What needs to be done ▸ Each line of the data below holding the word "Some" must be copied.

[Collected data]
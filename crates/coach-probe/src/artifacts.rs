//! Screenshot and page-dump artifacts written during a run.

use std::path::{Path, PathBuf};

use crate::page::PageHandle;
use crate::result::ProbeResult;

/// Subdirectory for PNG screenshots
pub const SCREENSHOT_DIR: &str = "screenshots";

/// Subdirectory for HTML page dumps
pub const PAGE_DIR: &str = "pages";

/// Reduce a scenario or operation name to `[a-z0-9_-]`, collapsing separators
#[must_use]
pub fn sanitize_name(name: &str) -> String {
    let mut out = String::with_capacity(name.len());
    for c in name.chars().flat_map(char::to_lowercase) {
        let mapped = if c.is_ascii_alphanumeric() || c == '_' {
            c
        } else {
            '-'
        };
        if mapped == '-' && (out.is_empty() || out.ends_with('-')) {
            continue;
        }
        out.push(mapped);
    }
    while out.ends_with('-') {
        out.pop();
    }
    if out.is_empty() {
        "unnamed".to_string()
    } else {
        out
    }
}

/// Output directory layout for one run
#[derive(Debug, Clone)]
pub struct ArtifactStore {
    root: PathBuf,
}

impl ArtifactStore {
    /// Store rooted at `root` (directories are created on first write)
    #[must_use]
    pub fn new(root: impl Into<PathBuf>) -> Self {
        Self { root: root.into() }
    }

    /// Root output directory
    #[must_use]
    pub fn root(&self) -> &Path {
        &self.root
    }

    /// Where a screenshot for `name` / `suffix` is written
    #[must_use]
    pub fn screenshot_path(&self, name: &str, suffix: &str) -> PathBuf {
        self.root
            .join(SCREENSHOT_DIR)
            .join(format!("{}-{}.png", sanitize_name(name), sanitize_name(suffix)))
    }

    /// Where an HTML dump for `name` / `suffix` is written
    #[must_use]
    pub fn page_dump_path(&self, name: &str, suffix: &str) -> PathBuf {
        self.root
            .join(PAGE_DIR)
            .join(format!("{}-{}.html", sanitize_name(name), sanitize_name(suffix)))
    }

    /// Write PNG bytes
    pub async fn write_screenshot(
        &self,
        name: &str,
        suffix: &str,
        png: &[u8],
    ) -> ProbeResult<PathBuf> {
        let path = self.screenshot_path(name, suffix);
        write_file(&path, png).await?;
        Ok(path)
    }

    /// Write an HTML page dump
    pub async fn write_page_dump(
        &self,
        name: &str,
        suffix: &str,
        html: &str,
    ) -> ProbeResult<PathBuf> {
        let path = self.page_dump_path(name, suffix);
        write_file(&path, html.as_bytes()).await?;
        Ok(path)
    }

    /// Capture and store a screenshot, logging instead of failing
    pub async fn capture_screenshot<P: PageHandle + ?Sized>(
        &self,
        page: &P,
        name: &str,
        suffix: &str,
    ) -> Option<PathBuf> {
        let captured = match page.screenshot().await {
            Ok(png) => self.write_screenshot(name, suffix, &png).await,
            Err(e) => Err(e),
        };
        match captured {
            Ok(path) => {
                tracing::info!(name, path = %path.display(), "screenshot saved");
                Some(path)
            }
            Err(e) => {
                tracing::warn!(name, error = %e, "screenshot capture failed");
                None
            }
        }
    }

    /// Capture and store the page HTML, logging instead of failing
    pub async fn capture_page_dump<P: PageHandle + ?Sized>(
        &self,
        page: &P,
        name: &str,
        suffix: &str,
    ) -> Option<PathBuf> {
        let captured = match page.content().await {
            Ok(html) => self.write_page_dump(name, suffix, &html).await,
            Err(e) => Err(e),
        };
        match captured {
            Ok(path) => Some(path),
            Err(e) => {
                tracing::warn!(name, error = %e, "page dump failed");
                None
            }
        }
    }
}

async fn write_file(path: &Path, bytes: &[u8]) -> ProbeResult<()> {
    if let Some(parent) = path.parent() {
        tokio::fs::create_dir_all(parent).await?;
    }
    tokio::fs::write(path, bytes).await?;
    Ok(())
}

#[cfg(test)]
#[allow(clippy::unwrap_used, clippy::expect_used)]
mod tests {
    use super::*;
    use crate::mock::{MockPage, MOCK_PNG};
    use crate::viewport::Viewport;

    #[test]
    fn test_sanitize_name() {
        assert_eq!(sanitize_name("Layout: Viewport Sweep"), "layout-viewport-sweep");
        assert_eq!(sanitize_name("wait for response (attempt 2)"), "wait-for-response-attempt-2");
        assert_eq!(sanitize_name("--"), "unnamed");
        assert_eq!(sanitize_name("basic_rendering"), "basic_rendering");
    }

    #[test]
    fn test_paths() {
        let store = ArtifactStore::new("/tmp/out");
        assert_eq!(
            store.screenshot_path("Basic Rendering", "success"),
            PathBuf::from("/tmp/out/screenshots/basic-rendering-success.png")
        );
        assert_eq!(
            store.page_dump_path("error states", "failure"),
            PathBuf::from("/tmp/out/pages/error-states-failure.html")
        );
    }

    #[tokio::test]
    async fn test_capture_writes_png() {
        let dir = tempfile::tempdir().unwrap();
        let store = ArtifactStore::new(dir.path());
        let page = MockPage::new(Viewport::default());
        let path = store
            .capture_screenshot(&page, "basic rendering", "success")
            .await
            .unwrap();
        assert_eq!(std::fs::read(path).unwrap(), MOCK_PNG);
    }

    #[tokio::test]
    async fn test_capture_failure_is_swallowed() {
        let dir = tempfile::tempdir().unwrap();
        let store = ArtifactStore::new(dir.path());
        let page = MockPage::new(Viewport::default());
        page.fail_screenshots();
        assert!(store.capture_screenshot(&page, "x", "y").await.is_none());
    }

    #[tokio::test]
    async fn test_page_dump() {
        let dir = tempfile::tempdir().unwrap();
        let store = ArtifactStore::new(dir.path());
        let page = MockPage::decision_coach(Viewport::default());
        let path = store.capture_page_dump(&page, "dump", "failure").await.unwrap();
        let html = std::fs::read_to_string(path).unwrap();
        assert!(html.contains("<html>"));
    }
}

Problem solution ▸
                Some(path)
            Ok(path) => Some(path),
    if let Some(parent) = path.parent() {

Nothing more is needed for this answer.